O Brasil tem um problema brutal de competitividade que esbarra, dentre outras coisas, no parque tecnológico defasado. Com as taxas de juros mais elevadas, a indústria não investe, o que derruba ainda mais a combalida competitividade. A redução de consumo também impacta nos resultados das empresas, reforçando medidas de contenção de gastos. Diminuem investimentos. Há uma expectativa de que empresas, para enfrentar o mercado, diminuam seus preços. Na verdade, uma série delas, perdendo vendas, aumentam os preços, pois quantidade de vendas não paga salário. Ou demitem.

O impacto no setor produtivo é, em geral, ruim. Mas muito pior para as pequenas e médias empresas. Com maior dificuldade de acesso a crédito, o aumento do endividamento pode ser fatal para muitas empresas. Os oligopólios lidam melhor com crises e têm força para impor presença no mercado. Enfrentam a situação atacando a concorrência. Estas, fragilizadas, perdem espaço. O preço cairia? Sem concorrência a tese de que o mercado controla o mercado afunda. Empreendedores, sem crédito, seguem o mesmo caminho.

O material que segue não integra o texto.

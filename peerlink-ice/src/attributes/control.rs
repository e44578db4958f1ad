use std::fmt;

use stun::attributes::*;
use stun::message::*;

use shared::error::*;

/// Common helper for ICE-{CONTROLLED,CONTROLLING} and represents the so-called Tiebreaker number.
#[derive(Default, PartialEq, Eq, Debug, Copy, Clone)]
pub struct TieBreaker(pub u64);

pub(crate) const TIE_BREAKER_SIZE: usize = 8; // 64 bit

impl TieBreaker {
    /// Adds Tiebreaker value to m as t attribute.
    pub fn add_to_as(self, m: &mut Message, t: AttrType) -> Result<()> {
        let v = self.0.to_be_bytes();
        m.add(t, &v);
        Ok(())
    }

    /// Decodes Tiebreaker value in message getting it as for t type.
    pub fn get_from_as(&mut self, m: &Message, t: AttrType) -> Result<()> {
        let v = m.get(t)?;
        check_size(t, v.len(), TIE_BREAKER_SIZE)?;
        let mut b = [0u8; TIE_BREAKER_SIZE];
        b.copy_from_slice(&v);
        self.0 = u64::from_be_bytes(b);
        Ok(())
    }
}

/// Represents ICE-CONTROLLED attribute.
#[derive(Default, PartialEq, Eq, Debug, Copy, Clone)]
pub struct AttrControlled(pub u64);

impl Setter for AttrControlled {
    fn add_to(&self, m: &mut Message) -> Result<()> {
        TieBreaker(self.0).add_to_as(m, ATTR_ICE_CONTROLLED)
    }
}

impl Getter for AttrControlled {
    fn get_from(&mut self, m: &Message) -> Result<()> {
        let mut t = TieBreaker::default();
        t.get_from_as(m, ATTR_ICE_CONTROLLED)?;
        self.0 = t.0;
        Ok(())
    }
}

/// Represents ICE-CONTROLLING attribute.
#[derive(Default, PartialEq, Eq, Debug, Copy, Clone)]
pub struct AttrControlling(pub u64);

impl Setter for AttrControlling {
    fn add_to(&self, m: &mut Message) -> Result<()> {
        TieBreaker(self.0).add_to_as(m, ATTR_ICE_CONTROLLING)
    }
}

impl Getter for AttrControlling {
    fn get_from(&mut self, m: &Message) -> Result<()> {
        let mut t = TieBreaker::default();
        t.get_from_as(m, ATTR_ICE_CONTROLLING)?;
        self.0 = t.0;
        Ok(())
    }
}

/// Role of an ICE agent in a session.
#[derive(Default, PartialEq, Eq, Debug, Copy, Clone)]
pub enum IceRole {
    #[default]
    Controlled,
    Controlling,
}

impl fmt::Display for IceRole {
    fn fmt(&self, f: &mut fmt::Formatter<'_>) -> fmt::Result {
        let s = match *self {
            IceRole::Controlled => "controlled",
            IceRole::Controlling => "controlling",
        };
        write!(f, "{s}")
    }
}

/// Helper that wraps ICE-{CONTROLLED,CONTROLLING}.
#[derive(Default, PartialEq, Eq, Debug, Copy, Clone)]
pub struct AttrControl {
    pub role: IceRole,
    pub tie_breaker: TieBreaker,
}

impl Setter for AttrControl {
    fn add_to(&self, m: &mut Message) -> Result<()> {
        if self.role == IceRole::Controlling {
            self.tie_breaker.add_to_as(m, ATTR_ICE_CONTROLLING)
        } else {
            self.tie_breaker.add_to_as(m, ATTR_ICE_CONTROLLED)
        }
    }
}

impl Getter for AttrControl {
    fn get_from(&mut self, m: &Message) -> Result<()> {
        if m.contains(ATTR_ICE_CONTROLLING) {
            self.role = IceRole::Controlling;
            return self.tie_breaker.get_from_as(m, ATTR_ICE_CONTROLLING);
        }
        if m.contains(ATTR_ICE_CONTROLLED) {
            self.role = IceRole::Controlled;
            return self.tie_breaker.get_from_as(m, ATTR_ICE_CONTROLLED);
        }

        Err(Error::ErrAttributeNotFound)
    }
}
pub mod cipher_suite_aes_128_gcm_sha256;

use crate::client_certificate_type::*;
use crate::record_layer::record_layer_header::*;
use cipher_suite_aes_128_gcm_sha256::*;
use shared::error::*;

use std::fmt;

/// Cipher suite identifiers.
/// <https://www.iana.org/assignments/tls-parameters/tls-parameters.xhtml#tls-parameters-4>
#[allow(non_camel_case_types)]
#[derive(Copy, Clone, Debug, PartialEq, Eq, Hash)]
pub enum CipherSuiteId {
    Tls_Ecdhe_Ecdsa_With_Aes_128_Gcm_Sha256 = 0xc02b,
    Unsupported,
}

impl From<u16> for CipherSuiteId {
    fn from(val: u16) -> Self {
        match val {
            0xc02b => CipherSuiteId::Tls_Ecdhe_Ecdsa_With_Aes_128_Gcm_Sha256,
            _ => CipherSuiteId::Unsupported,
        }
    }
}

impl fmt::Display for CipherSuiteId {
    fn fmt(&self, f: &mut fmt::Formatter<'_>) -> fmt::Result {
        match *self {
            CipherSuiteId::Tls_Ecdhe_Ecdsa_With_Aes_128_Gcm_Sha256 => {
                write!(f, "TLS_ECDHE_ECDSA_WITH_AES_128_GCM_SHA256")
            }
            CipherSuiteId::Unsupported => write!(f, "Unsupported CipherSuiteID"),
        }
    }
}

pub trait CipherSuite {
    fn to_string(&self) -> String;
    fn id(&self) -> CipherSuiteId;
    fn certificate_type(&self) -> ClientCertificateType;
    fn is_initialized(&self) -> bool;

    /// Derives record keys from the master secret.
    fn init(
        &mut self,
        master_secret: &[u8],
        client_random: &[u8],
        server_random: &[u8],
        is_client: bool,
    ) -> Result<()>;

    fn encrypt(&self, pkt_rlh: &RecordLayerHeader, raw: &[u8]) -> Result<Vec<u8>>;
    fn decrypt(&self, input: &[u8]) -> Result<Vec<u8>>;
}

/// Returns the cipher suite implementation for `id`.
pub fn cipher_suite_for_id(id: CipherSuiteId) -> Result<Box<dyn CipherSuite + Send + Sync>> {
    match id {
        CipherSuiteId::Tls_Ecdhe_Ecdsa_With_Aes_128_Gcm_Sha256 => {
            Ok(Box::new(CipherSuiteAes128GcmSha256::new()))
        }
        CipherSuiteId::Unsupported => Err(Error::ErrInvalidCipherSuite),
    }
}

pub(crate) fn default_cipher_suites() -> Vec<Box<dyn CipherSuite + Send + Sync>> {
    vec![Box::new(CipherSuiteAes128GcmSha256::new())]
}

O aumento do endividamento das famílias, impactado imediatamente pela taxa de juros, é outro fator importante. A taxa Selic aumenta, os empréstimos e as dívidas aumentam no dia seguinte. O reflexo no consumo demora para chegar na ponta. Então, quem se beneficia imediatamente? Os rentistas, que olham a produção pelo olho mágico enquanto vigiam os cofres. Consumidores retraem-se. Perdem a confiança e mantêm a percepção de que o país não tem jeito.

Se não houvesse aumento da Selic, a inflação prosseguiria? Em fevereiro, o núcleo da inflação foi impulsionado principalmente pelos itens habitação, educação e alimentos. Será mesmo que subir a Selic resolve esses gargalos? Na conta de luz não há tanta concorrência. Já em educação, a troca de escola é uma opção limitada, e alimentação depende de clima, safra, câmbio e preço internacional. Não vai ser a taxa de juros que fará a chuva cair no cafezal.

A partir de certo ponto, manter ou elevar ainda mais a taxa Selic gera resultados duvidosos. Se não temos evidência clara de que isso controla a inflação, qual a lógica de continuar subindo? Uma coisa é certa: do 13º para o 14º andar, “morre-se” mais o futuro do que a inflação. Esta última, aparentemente, não sofre mais do que alguns arranhões.